The party was strange, raucous, and loving. It was filled with people I know and am enormously fond of. I had a second rolling of the Jay Lake elongated penny made and passed them out throughout the evening. I found myself seated at the head table with Jay,
davidlevine,
radiantlisa,
garyomaha and his partner, and Jersey Girl in Portland, good company all. The seating was a complete surprise, an unexpected honor, and I was pleased to share such a front-row seat to the proceedings. Jay was carried into the event in a coffin (that was weirdly uncomfortable for me--for many of us, I suspect), from which he popped out in a most lively fashion. The food was delicious and there was a lot of it--roast beef, pork, stuffed portabello mushrooms, two kinds of salad, several sides, and several kinds of cheesecake and layer cake for dessert. (I'm sure I'm forgetting other things that were on the menu--there was just so much.) To help defray costs, pins and tee shirts were for sale, which on the one hand felt a little odd to me but, given the size of the party--probably much larger than the planners expected--made sense. I wanted to get a pin and missed my opportunity, alas. There were speeches roasting our GOH pretty thoroughly, including a video from friends down under, and David's most excellent bit on his and Jay's history as supervillain and superhero respectively. I laughed until my eyes teared. I think it's fair to say that Jay had a great time. I did, too.
I'm still processing how I feel about the idea of a pre-mortem wake. When the idea of Jay Wake was first introduced, my immediate reaction was anger and my first thought was "My mourning is my own business. Get out of my process." I know that two of Jay's closest friends chose not to attend the party, and I completely respect their choice. In fact, I wasn't going to go-- until I attended JayCon in June, Jay's annual birthday pizza bash, at which I decided that I didn't really have any choice about it; I had to attend JayWake. It wasn't something I could articulate; I just felt compelled. I had moments of deep discomfort here and there during the evening. At the same time, I found myself happy to be there, enjoying poking fun with my friend. If every now and then you've got to say "What the f*ck," this was certainly the time.
I think that's why, at the end of the evening, when the friend acting as the MC announced that Jay would be available to take pictures in the coffin, I decided I had to do it. It was a more emotionally complex thing for me than it probably appeared. Ooh! Sitting in a coffin; what a romp! No, it was more than that.
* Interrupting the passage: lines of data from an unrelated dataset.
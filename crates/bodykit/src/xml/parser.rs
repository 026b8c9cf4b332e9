//! Stack automaton turning simple XML tokens into a Document Tree

use tracing::{debug, instrument, warn};

use crate::error::{Error, ErrorKind, Result};
use crate::tree::{Node, Object};
use crate::xml::tokenizer::{normalize, tokenize, Token};

/// What to do when a parent already holds a child with the same tag name
#[derive(Clone, Copy, Debug, Default, PartialEq, Eq)]
pub enum SiblingPolicy {
    /// Last occurrence wins; the key keeps the position of the first one
    #[default]
    Overwrite,
    /// First occurrence wins; later ones are dropped
    KeepFirst,
    /// Fail with [`ErrorKind::DuplicateSibling`]
    Reject,
}

/// Configuration for the XML parser
#[derive(Clone, Copy, Debug, PartialEq, Eq)]
pub struct Config {
    /// Maximum element nesting depth (0 means unlimited)
    pub max_depth: u16,
    /// Maximum input size in bytes (0 means unlimited)
    pub max_size: usize,
    /// Handling of repeated sibling tags
    pub siblings: SiblingPolicy,
}

impl Default for Config {
    fn default() -> Self {
        Self {
            max_depth: 128,
            max_size: 10 * 1024 * 1024, // 10 MB default
            siblings: SiblingPolicy::Overwrite,
        }
    }
}

impl Config {
    /// Create a new config with unlimited depth and size
    pub const fn unlimited() -> Self {
        Self {
            max_depth: 0,
            max_size: 0,
            siblings: SiblingPolicy::Overwrite,
        }
    }

    /// Create a new config with specific limits
    pub const fn new(max_depth: u16, max_size: usize) -> Self {
        Self {
            max_depth,
            max_size,
            siblings: SiblingPolicy::Overwrite,
        }
    }

    pub const fn with_siblings(mut self, siblings: SiblingPolicy) -> Self {
        self.siblings = siblings;
        self
    }
}

/// Simple XML parser
///
/// Tags and partially built nodes live on two explicit stacks, so parsing
/// never recurses. Unmatched closing tags are dropped instead of failing.
#[derive(Debug)]
pub struct Parser<'a> {
    input: &'a str,
    config: Config,
}

impl<'a> Parser<'a> {
    /// Create a new parser with default configuration
    pub fn new(input: &'a str) -> Self {
        Self::with_config(input, Config::default())
    }

    /// Create a new parser with custom configuration
    pub const fn with_config(input: &'a str, config: Config) -> Self {
        Self { input, config }
    }

    /// Parse the input into the object left on top of the value stack
    #[instrument(level = "debug", skip(self), fields(bytes = self.input.len()))]
    pub fn parse(&self) -> Result<Object> {
        if self.config.max_size > 0 && self.input.len() > self.config.max_size {
            return Err(Error::new(ErrorKind::MaxSizeExceeded {
                max: self.config.max_size,
            }));
        }

        let normalized = normalize(self.input);
        let tokens = tokenize(&normalized);
        if tokens.is_empty() {
            return Err(Error::with_detail(ErrorKind::IllegalXml, "empty token stream"));
        }
        debug!(tokens = tokens.len(), "tokenized xml");

        let mut tags: Vec<&str> = Vec::new();
        // implicit document root
        let mut values: Vec<Node> = vec![Node::default()];

        for (index, token) in tokens.into_iter().enumerate() {
            match token {
                Token::Begin(name) => {
                    let max = self.config.max_depth;
                    if max > 0 && tags.len() >= usize::from(max) {
                        return Err(Error::at_token(
                            ErrorKind::MaxDepthExceeded { max },
                            index,
                            format!("<{name}> nests too deep"),
                        ));
                    }
                    tags.push(name);
                    values.push(Node::default());
                }
                Token::End(name) => self.close(name, index, &mut tags, &mut values)?,
                Token::Text(text) => values.push(Node::Text(text.to_string())),
            }
        }

        match values.pop() {
            Some(Node::Object(root)) => Ok(root),
            Some(Node::Text(_) | Node::Null) => Err(Error::with_detail(
                ErrorKind::IllegalXml,
                "document does not resolve to an element tree",
            )),
            None => Err(Error::with_detail(ErrorKind::IllegalXml, "unresolved root")),
        }
    }

    fn close<'t>(
        &self,
        name: &'t str,
        index: usize,
        tags: &mut Vec<&'t str>,
        values: &mut Vec<Node>,
    ) -> Result<()> {
        let Some(&open) = tags.last() else {
            return Err(Error::at_token(
                ErrorKind::IllegalXml,
                index,
                format!("</{name}> closes nothing"),
            ));
        };
        if open != name {
            warn!(expected = open, found = name, token = index, "dropping unmatched closing tag");
            return Ok(());
        }

        let content = values.pop();
        if matches!(content, Some(Node::Text(_))) {
            // the placeholder object pushed by the begin tag
            values.pop();
        }
        tags.pop();

        let Some(content) = content else {
            return Ok(());
        };
        match values.last_mut() {
            Some(Node::Object(parent)) => self.attach(parent, name, content, index),
            _ => {
                debug!(tag = name, "dropping element with non-object parent");
                Ok(())
            }
        }
    }

    fn attach(&self, parent: &mut Object, name: &str, content: Node, index: usize) -> Result<()> {
        if !parent.contains_key(name) {
            parent.insert(name, content);
            return Ok(());
        }
        match self.config.siblings {
            SiblingPolicy::Overwrite => {
                debug!(tag = name, "repeated sibling overwrites previous value");
                parent.insert(name, content);
                Ok(())
            }
            SiblingPolicy::KeepFirst => {
                debug!(tag = name, "repeated sibling dropped");
                Ok(())
            }
            SiblingPolicy::Reject => Err(Error::at_token(
                ErrorKind::DuplicateSibling {
                    name: name.to_string(),
                },
                index,
                "repeated sibling tag",
            )),
        }
    }
}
Me and Jay in a coffin. We took several pics--less blurry, maybe a little more posed--but this one conveys what's really important here. And that purple velvet was scrumptious. Picture by the kind and patient
davidlevine, with thanks. (ETA: I am struck by the parallel in poses between this picture and the icon for this post; very strange....)
Of anything that happened that evening, I think getting into the coffin with Jay and being silly and laughing the way we did was exactly what the evening was about for me (and for him, of course): poking cancer--mortality--in the eye. Defusing the horror. Taking back the joy. Yes, it was also whistling in the dark. But if one can take the terror out of a coffin and what it represents, the rest of it seems manageable, approachable, not so very scary after all. Given my long history with mortality--it's a lifelong relationship, about which I've written before--this was actually a pretty loaded thing for me to do. I know that I've scandalized a couple of friends with the pictures. At the same time, I've been acquainted with death since I was 11. It knocks at my door regularly; it's been knocking with more frequency over the last couple of years, and has taken some of the most important people in my life. If I sit in a coffin with joy and laughter, it has no power over me.
And I think that, in the end, was what this was all about.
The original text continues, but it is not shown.